Source data:
_ _ _ _
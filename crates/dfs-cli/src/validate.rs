//! # Validate Subcommand
//!
//! Decodes a document as one of the Dragonfly record types and runs every
//! field and cross-field rule over it. With `--schema-check` the document
//! is also checked against the generated JSON schema.
//!
//! Exit codes: 0 when the document is valid, 1 when it is not, 2 when it
//! could not be read at all.

use std::path::{Path, PathBuf};

use anyhow::{Context, Result};
use clap::{Args, ValueEnum};
use serde_json::Value;

use dfs_core::{DfsError, Record, SchemaType};
use dfs_model::{Building, ContextShade, Model, Room2D, Story};
use dfs_schema::{read_instance, InstanceValidator, MODEL_ROOT};

/// Record type a document is validated as.
#[derive(Debug, Clone, Copy, PartialEq, Eq, ValueEnum)]
pub enum RecordKind {
    /// Read the `type` field of the document.
    Auto,
    Model,
    #[value(name = "room2d")]
    Room2D,
    Story,
    Building,
    ContextShade,
}

impl RecordKind {
    /// Schema name of the record type. `None` for `Auto`.
    pub fn type_name(self) -> Option<&'static str> {
        match self {
            Self::Auto => None,
            Self::Model => Some(Model::TYPE_NAME),
            Self::Room2D => Some(Room2D::TYPE_NAME),
            Self::Story => Some(Story::TYPE_NAME),
            Self::Building => Some(Building::TYPE_NAME),
            Self::ContextShade => Some(ContextShade::TYPE_NAME),
        }
    }

    fn from_type_name(name: &str) -> Option<Self> {
        [
            Self::Model,
            Self::Room2D,
            Self::Story,
            Self::Building,
            Self::ContextShade,
        ]
        .into_iter()
        .find(|kind| kind.type_name() == Some(name))
    }

    /// Resolve `Auto` from the document's `type` field, or from a
    /// `.dfjson` extension when the field is absent.
    pub fn resolve(self, instance: &Value, path: &Path) -> Option<Self> {
        if self != Self::Auto {
            return Some(self);
        }
        match instance.get("type").and_then(Value::as_str) {
            Some(name) => Self::from_type_name(name),
            None if path.extension().and_then(|e| e.to_str()) == Some("dfjson") => {
                Some(Self::Model)
            }
            None => None,
        }
    }

    /// Decode and validate `instance` as this record type.
    fn check(self, instance: Value) -> Result<(), DfsError> {
        match self {
            Self::Auto | Self::Model => Model::from_value(instance).map(drop),
            Self::Room2D => Room2D::from_value(instance).map(drop),
            Self::Story => Story::from_value(instance).map(drop),
            Self::Building => Building::from_value(instance).map(drop),
            Self::ContextShade => ContextShade::from_value(instance).map(drop),
        }
    }
}

/// Arguments for the `dfs validate` subcommand.
#[derive(Args, Debug)]
pub struct ValidateArgs {
    /// JSON or YAML document to validate.
    #[arg(value_name = "PATH")]
    pub path: PathBuf,

    /// Record type of the document.
    #[arg(long, value_enum, default_value_t = RecordKind::Auto)]
    pub kind: RecordKind,

    /// Also check the document against the generated JSON schema.
    #[arg(long)]
    pub schema_check: bool,
}

/// Execute the validate subcommand.
///
/// Returns exit code: 0 on success, 1 on validation failure. Unreadable
/// input is returned as an error.
pub fn run_validate(args: &ValidateArgs) -> Result<u8> {
    let path = &args.path;
    let instance = read_instance(path)
        .with_context(|| format!("failed to read document {}", path.display()))?;

    let Some(kind) = args.kind.resolve(&instance, path) else {
        println!(
            "FAIL: {} — cannot determine record type; pass --kind",
            path.display()
        );
        return Ok(1);
    };
    let type_name = kind.type_name().unwrap_or(MODEL_ROOT);
    tracing::info!(path = %path.display(), record = type_name, "validating document");

    if let Err(e) = kind.check(instance.clone()) {
        println!("FAIL: {} — {e}", path.display());
        return Ok(1);
    }

    if args.schema_check {
        let registry = dfs_model::registry().context("failed to build type registry")?;
        let validator = InstanceValidator::new(&registry, &[MODEL_ROOT])
            .context("failed to generate schema for the check")?;
        if let Err(e) = validator.validate(type_name, &instance) {
            println!("FAIL: {} — {e}", path.display());
            return Ok(1);
        }
    }

    println!("OK: {}", path.display());
    Ok(0)
}

#[cfg(test)]
mod tests {
    use super::*;
    use serde_json::json;

    fn repo_root() -> PathBuf {
        let mut dir = PathBuf::from(env!("CARGO_MANIFEST_DIR"));
        dir.pop(); // crates/
        dir.pop(); // repo root
        dir
    }

    fn args(path: PathBuf, kind: RecordKind, schema_check: bool) -> ValidateArgs {
        ValidateArgs {
            path,
            kind,
            schema_check,
        }
    }

    #[test]
    fn kind_resolution() {
        let p = Path::new("a.json");
        assert_eq!(
            RecordKind::Auto.resolve(&json!({"type": "Story"}), p),
            Some(RecordKind::Story)
        );
        assert_eq!(
            RecordKind::Auto.resolve(&json!({}), Path::new("m.dfjson")),
            Some(RecordKind::Model)
        );
        assert_eq!(RecordKind::Auto.resolve(&json!({"type": "Face3D"}), p), None);
        assert_eq!(
            RecordKind::Building.resolve(&json!({"type": "Story"}), p),
            Some(RecordKind::Building)
        );
    }

    #[test]
    fn valid_sample_returns_zero() {
        let path = repo_root().join("samples").join("room2d_simple.json");
        assert_eq!(run_validate(&args(path, RecordKind::Auto, true)).unwrap(), 0);
    }

    #[test]
    fn model_sample_with_schema_check() {
        let path = repo_root().join("samples").join("model_complete_simple.dfjson");
        assert_eq!(run_validate(&args(path, RecordKind::Auto, true)).unwrap(), 0);
    }

    #[test]
    fn segment_mismatch_returns_one() {
        let dir = tempfile::tempdir().unwrap();
        let path = dir.path().join("room.json");
        let room = json!({
            "type": "Room2D",
            "identifier": "R",
            "floor_boundary": [[0, 0], [5, 0], [5, 5], [0, 5]],
            "floor_height": 0,
            "floor_to_ceiling_height": 3,
            "air_boundaries": [false, false, false],
            "properties": {"type": "Room2DPropertiesAbridged"}
        });
        std::fs::write(&path, room.to_string()).unwrap();
        assert_eq!(run_validate(&args(path, RecordKind::Auto, false)).unwrap(), 1);
    }

    #[test]
    fn wrong_kind_returns_one() {
        let path = repo_root().join("samples").join("story_simple.json");
        assert_eq!(run_validate(&args(path, RecordKind::Room2D, false)).unwrap(), 1);
    }

    #[test]
    fn missing_file_is_an_error() {
        let result = run_validate(&args(
            PathBuf::from("/nonexistent/dfs/model.json"),
            RecordKind::Auto,
            false,
        ));
        let err = result.unwrap_err();
        assert!(err.root_cause().to_string().contains("no input file"));
    }
}
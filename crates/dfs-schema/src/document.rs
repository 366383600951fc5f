//! # OpenAPI Document Model
//!
//! The shape of the published API document. Field order in these structs
//! is the key order of the emitted JSON.
//!
//! Nothing here is global: a document is assembled from a
//! [`DocumentMetadata`] and [`GeneratorOptions`] on every call, so two
//! generations never share state.

use serde::{Deserialize, Serialize};
use serde_json::{Map, Value};

/// Default OpenAPI version of the emitted document.
pub const DEFAULT_OPENAPI_VERSION: &str = "3.0.2";

/// Name of the single tag group listing every schema tag.
pub const TAG_GROUP_NAME: &str = "Models";

/// Title, description and version of the document.
#[derive(Debug, Clone, PartialEq, Serialize, Deserialize)]
pub struct DocumentMetadata {
    /// Document title.
    pub title: String,
    /// Document description.
    pub description: String,
    /// `MAJOR.MINOR.PATCH` version, also patched into each root's
    /// `version` default.
    pub version: String,
}

impl DocumentMetadata {
    /// Metadata of the Dragonfly model document at the given version.
    pub fn dragonfly_model(version: impl Into<String>) -> Self {
        Self {
            title: "Dragonfly Model Schema".to_string(),
            description: "This is the documentation for Dragonfly model schema.".to_string(),
            version: version.into(),
        }
    }
}

/// Switches and extra metadata for one generation.
#[derive(Debug, Clone, PartialEq)]
pub struct GeneratorOptions {
    /// Render each record as a reference to its base plus its own fields
    /// instead of merging inherited fields.
    pub inheritance: bool,
    /// Attach `discriminator` objects (inheritance mode only).
    pub add_discriminator: bool,
    /// Link to external documentation.
    pub external_docs: Option<ExternalDocs>,
    /// Contact, license and logo of the `info` block.
    pub info: Option<InfoExtras>,
    /// Value of the top-level `openapi` key.
    pub openapi_version: String,
}

impl Default for GeneratorOptions {
    fn default() -> Self {
        Self {
            inheritance: false,
            add_discriminator: true,
            external_docs: None,
            info: None,
            openapi_version: DEFAULT_OPENAPI_VERSION.to_string(),
        }
    }
}

impl GeneratorOptions {
    /// Options carrying the Ladybug Tools contact, license, logo and
    /// external docs.
    pub fn dragonfly() -> Self {
        Self {
            external_docs: Some(ExternalDocs::dragonfly()),
            info: Some(InfoExtras::dragonfly()),
            ..Self::default()
        }
    }
}

/// `info.contact`.
#[derive(Debug, Clone, PartialEq, Serialize, Deserialize)]
pub struct Contact {
    /// Maintainer name.
    pub name: String,
    /// Maintainer email.
    pub email: String,
    /// Project homepage.
    pub url: String,
}

/// `info.license`.
#[derive(Debug, Clone, PartialEq, Serialize, Deserialize)]
pub struct License {
    /// License name, e.g. `MIT`.
    pub name: String,
    /// Link to the license text.
    pub url: String,
}

/// `info.x-logo`.
#[derive(Debug, Clone, PartialEq, Serialize, Deserialize)]
pub struct Logo {
    /// Image URL.
    pub url: String,
    /// Text shown when the image cannot be loaded.
    #[serde(rename = "altText")]
    pub alt_text: String,
}

/// Optional parts of the `info` block.
#[derive(Debug, Clone, PartialEq, Serialize, Deserialize)]
pub struct InfoExtras {
    /// Written to `info.contact`.
    pub contact: Option<Contact>,
    /// Written to `info.license`.
    pub license: Option<License>,
    /// Written to `info.x-logo`.
    pub logo: Option<Logo>,
}

impl InfoExtras {
    /// Ladybug Tools contact, MIT license and the Dragonfly logo.
    pub fn dragonfly() -> Self {
        Self {
            contact: Some(Contact {
                name: "Ladybug Tools".to_string(),
                email: "info@ladybug.tools".to_string(),
                url: "https://github.com/ladybug-tools/dragonfly-core".to_string(),
            }),
            license: Some(License {
                name: "MIT".to_string(),
                url: "https://github.com/ladybug-tools/dragonfly-schema/blob/master/LICENSE"
                    .to_string(),
            }),
            logo: Some(Logo {
                url: "https://www.ladybug.tools/assets/img/dragonfly-large.png".to_string(),
                alt_text: "Dragonfly logo".to_string(),
            }),
        }
    }
}

/// Top-level `externalDocs`.
#[derive(Debug, Clone, PartialEq, Serialize, Deserialize)]
pub struct ExternalDocs {
    /// Link text.
    pub description: String,
    /// Link target.
    pub url: String,
}

impl ExternalDocs {
    /// Link to the Pollination API.
    pub fn dragonfly() -> Self {
        Self {
            description: "See how to use these schema in action.".to_string(),
            url: "https://api.pollination.cloud/".to_string(),
        }
    }
}

/// The `info` block.
#[derive(Debug, Clone, PartialEq, Serialize, Deserialize)]
pub struct Info {
    /// Document description.
    pub description: String,
    /// Document version, `MAJOR.MINOR.PATCH`.
    pub version: String,
    /// Document title.
    pub title: String,
    /// Maintainer contact.
    #[serde(skip_serializing_if = "Option::is_none")]
    pub contact: Option<Contact>,
    /// Logo rendered by ReDoc.
    #[serde(rename = "x-logo", skip_serializing_if = "Option::is_none")]
    pub logo: Option<Logo>,
    /// License of the schema.
    #[serde(skip_serializing_if = "Option::is_none")]
    pub license: Option<License>,
}

/// One entry of `tags`.
#[derive(Debug, Clone, PartialEq, Serialize, Deserialize)]
pub struct Tag {
    /// `<lowercase schema name>_model`.
    pub name: String,
    /// The schema name as written.
    #[serde(rename = "x-displayName")]
    pub display_name: String,
    /// ReDoc directive that renders the schema.
    pub description: String,
}

impl Tag {
    /// The tag documenting one component schema.
    pub fn for_schema(schema_name: &str) -> Self {
        Self {
            name: format!("{}_model", schema_name.to_lowercase()),
            display_name: schema_name.to_string(),
            description: format!(
                "<SchemaDefinition schemaRef=\"#/components/schemas/{schema_name}\" />\n"
            ),
        }
    }
}

/// One entry of `x-tagGroups`.
#[derive(Debug, Clone, PartialEq, Serialize, Deserialize)]
pub struct TagGroup {
    /// Group title, always `Models`.
    pub name: String,
    /// Tag names in sorted order.
    pub tags: Vec<String>,
}

/// `components`.
#[derive(Debug, Clone, Default, PartialEq, Serialize, Deserialize)]
pub struct Components {
    /// Component schemas keyed by type name, in name order.
    pub schemas: Map<String, Value>,
}

/// A complete generated API document.
#[derive(Debug, Clone, PartialEq, Serialize, Deserialize)]
pub struct OpenApiDocument {
    /// OpenAPI version, `3.0.2` unless overridden.
    pub openapi: String,
    /// Always empty.
    pub servers: Vec<Value>,
    /// Title, version and maintainer details.
    pub info: Info,
    /// Where to read more.
    #[serde(rename = "externalDocs", skip_serializing_if = "Option::is_none")]
    pub external_docs: Option<ExternalDocs>,
    /// One tag per component schema, in schema order.
    pub tags: Vec<Tag>,
    /// The single `Models` group.
    #[serde(rename = "x-tagGroups")]
    pub tag_groups: Vec<TagGroup>,
    /// Always empty: the document describes types only.
    pub paths: Map<String, Value>,
    /// The schemas.
    pub components: Components,
}

impl OpenApiDocument {
    /// Look up a component schema by type name.
    pub fn schema(&self, name: &str) -> Option<&Value> {
        self.components.schemas.get(name)
    }

    /// Names of every component schema, in document order.
    pub fn schema_names(&self) -> impl Iterator<Item = &str> {
        self.components.schemas.keys().map(String::as_str)
    }

    /// The document as a JSON value.
    pub fn to_value(&self) -> Result<Value, serde_json::Error> {
        serde_json::to_value(self)
    }
}
//! # dfs CLI entry point
//!
//! Parses command-line arguments and dispatches to subcommand handlers.

use std::path::PathBuf;
use std::process::ExitCode;

use anyhow::Context;
use clap::{Parser, Subcommand};
use tracing_subscriber::EnvFilter;

use dfs_cli::config::DocsConfig;
use dfs_cli::docs::{run_docs, DocsArgs};
use dfs_cli::validate::{run_validate, ValidateArgs};
use dfs_cli::EXIT_OPERATIONAL_ERROR;

/// Dragonfly schema toolchain.
///
/// Validates Dragonfly building documents and publishes the OpenAPI
/// document describing them.
#[derive(Parser, Debug)]
#[command(name = "dfs", version, about, long_about = None)]
struct Cli {
    /// Enable verbose output. Repeat for more verbosity (-v, -vv, -vvv).
    #[arg(short, long, action = clap::ArgAction::Count, global = true)]
    verbose: u8,

    /// Path to a YAML configuration file.
    #[arg(long, global = true)]
    config: Option<PathBuf>,

    #[command(subcommand)]
    command: Commands,
}

#[derive(Subcommand, Debug)]
enum Commands {
    /// Validate a document against the Dragonfly records.
    Validate(ValidateArgs),

    /// Generate the OpenAPI model document.
    Docs(DocsArgs),
}

fn main() -> ExitCode {
    let cli = Cli::parse();

    let filter = match cli.verbose {
        0 => EnvFilter::new("warn"),
        1 => EnvFilter::new("info"),
        2 => EnvFilter::new("debug"),
        _ => EnvFilter::new("trace"),
    };

    tracing_subscriber::fmt()
        .with_env_filter(filter)
        .with_target(false)
        .init();

    tracing::debug!(version = env!("CARGO_PKG_VERSION"), "dfs CLI starting");

    let result = match cli.command {
        Commands::Validate(args) => run_validate(&args),
        Commands::Docs(args) => DocsConfig::load_optional(cli.config.as_deref())
            .context("failed to load configuration")
            .and_then(|config| run_docs(&args, &config)),
    };

    match result {
        Ok(code) => ExitCode::from(code),
        Err(e) => {
            tracing::error!("{e:#}");
            ExitCode::from(EXIT_OPERATIONAL_ERROR)
        }
    }
}

#[cfg(test)]
mod tests {
    use super::*;
    use dfs_cli::validate::RecordKind;

    #[test]
    fn cli_parse_validate_with_kind() {
        let cli = Cli::try_parse_from([
            "dfs",
            "validate",
            "room.json",
            "--kind",
            "room2d",
            "--schema-check",
        ])
        .unwrap();
        match cli.command {
            Commands::Validate(args) => {
                assert_eq!(args.path, PathBuf::from("room.json"));
                assert_eq!(args.kind, RecordKind::Room2D);
                assert!(args.schema_check);
            }
            other => panic!("unexpected command: {other:?}"),
        }
    }

    #[test]
    fn cli_parse_validate_defaults_to_auto() {
        let cli = Cli::try_parse_from(["dfs", "validate", "model.dfjson"]).unwrap();
        if let Commands::Validate(args) = cli.command {
            assert_eq!(args.kind, RecordKind::Auto);
            assert!(!args.schema_check);
        } else {
            panic!("expected validate");
        }
    }

    #[test]
    fn cli_parse_context_shade_kind() {
        let cli =
            Cli::try_parse_from(["dfs", "validate", "s.json", "--kind", "context-shade"]).unwrap();
        assert!(matches!(
            cli.command,
            Commands::Validate(ValidateArgs { kind: RecordKind::ContextShade, .. })
        ));
    }

    #[test]
    fn cli_parse_docs_flags() {
        let cli = Cli::try_parse_from([
            "dfs",
            "-vv",
            "docs",
            "--output-dir",
            "out",
            "--version",
            "1.2.3",
            "--inheritance",
            "--no-discriminator",
            "--mapper",
            "--config",
            "docs.yaml",
        ])
        .unwrap();
        assert_eq!(cli.verbose, 2);
        assert_eq!(cli.config, Some(PathBuf::from("docs.yaml")));
        match cli.command {
            Commands::Docs(args) => {
                assert_eq!(args.output_dir, Some(PathBuf::from("out")));
                assert_eq!(args.version.as_deref(), Some("1.2.3"));
                assert!(args.inheritance && args.no_discriminator && args.mapper);
            }
            other => panic!("unexpected command: {other:?}"),
        }
    }

    #[test]
    fn cli_opposing_layout_flags_conflict() {
        assert!(Cli::try_parse_from(["dfs", "docs", "--inheritance", "--no-inheritance"]).is_err());
        assert!(
            Cli::try_parse_from(["dfs", "docs", "--discriminator", "--no-discriminator"]).is_err()
        );
        let cli = Cli::try_parse_from(["dfs", "docs", "--no-inheritance"]).unwrap();
        assert!(matches!(
            cli.command,
            Commands::Docs(DocsArgs { no_inheritance: true, inheritance: false, .. })
        ));
    }

    #[test]
    fn cli_rejects_unknown_kind() {
        assert!(Cli::try_parse_from(["dfs", "validate", "x.json", "--kind", "roof"]).is_err());
    }

    #[test]
    fn cli_requires_subcommand() {
        assert!(Cli::try_parse_from(["dfs"]).is_err());
    }
}
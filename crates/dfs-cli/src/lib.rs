//! # dfs-cli — Command-Line Interface for the Dragonfly Schema
//!
//! Provides the `dfs` command.
//!
//! ## Subcommands
//!
//! - `dfs validate` — decode and validate a Model, Room2D, Story, Building
//!   or ContextShade document, optionally also against the generated
//!   JSON schema.
//! - `dfs docs` — write the OpenAPI model document and class mapper.
//!
//! ```bash
//! dfs validate samples/model_complete_simple.dfjson --schema-check
//! dfs validate room.json --kind room2d
//! dfs docs --output-dir docs --mapper
//! dfs --config docs.yaml docs --inheritance
//! ```
//!
//! ## Exit Codes
//!
//! `0` success, `1` the document is invalid, `2` operational error
//! (missing or unreadable input, bad configuration, failed write).

pub mod config;
pub mod docs;
pub mod validate;

/// Exit code of a run that failed before reaching a verdict.
pub const EXIT_OPERATIONAL_ERROR: u8 = 2;
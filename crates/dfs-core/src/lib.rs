//! # dfs-core — Foundational Types for the Dragonfly Schema
//!
//! This crate holds the machinery every record in the schema is built on.
//! It knows nothing about rooms or buildings; `dfs-model` supplies those.
//!
//! ## Key Design Principles
//!
//! 1. **One declaration per constraint.** A field's bounds live in a
//!    [`Constraints`] value. The validator evaluates it and the document
//!    generator renders it, so the runtime checks and the published schema
//!    agree by construction.
//!
//! 2. **Report every violation.** Validation walks the whole record tree
//!    through a [`ValidationContext`] and returns all problems at once,
//!    each tagged with its path in the tree.
//!
//! 3. **Discriminators are types.** [`TypeTag<R>`] makes the literal `type`
//!    field impossible to get wrong, and [`tagged_union!`] reads it before
//!    decoding a union payload.
//!
//! 4. **Self-describing records.** Every record implements [`SchemaType`]
//!    and publishes a [`TypeDescriptor`]; the generator only sees
//!    descriptors collected in a [`TypeRegistry`].
//!
//! ## Crate Policy
//!
//! - No dependencies on other `dfs-*` crates.
//! - No `unsafe` code.
//! - No `panic!()` or `.unwrap()` outside tests.

#![deny(missing_docs)]

pub mod constraint;
pub mod context;
pub mod descriptor;
pub mod error;
pub mod geometry;
pub mod record;
pub mod tag;
pub mod union;

// Re-export primary types for ergonomic imports.
pub use constraint::{Bound, Constraints};
pub use context::{Validate, ValidationContext};
pub use descriptor::{
    EnumDescriptor, FieldDescriptor, FieldType, RecordDescriptor, SchemaType, TypeDescriptor,
    TypeKind, TypeRegistry,
};
pub use error::{DfsError, RegistryError, ValidationError, ValidationViolations};
pub use geometry::{segment_count, CoordinateCountError, Point2D, Point3D};
pub use record::Record;
pub use tag::TypeTag;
_ _ _ _
TASK OBJECTIVE:
Once you find the line with "fn main() ->" in the entries above, output it and each line after it up to and including the line with "let result = match", and nothing else.

RESPONSE TO THE EXERCISE:
fn main() -> ExitCode {
    let cli = Cli::parse();

    let filter = match cli.verbose {
        0 => EnvFilter::new("warn"),
        1 => EnvFilter::new("info"),
        2 => EnvFilter::new("debug"),
        _ => EnvFilter::new("trace"),
    };

    tracing_subscriber::fmt()
        .with_env_filter(filter)
        .with_target(false)
        .init();

    tracing::debug!(version = env!("CARGO_PKG_VERSION"), "dfs CLI starting");

    let result = match cli.command {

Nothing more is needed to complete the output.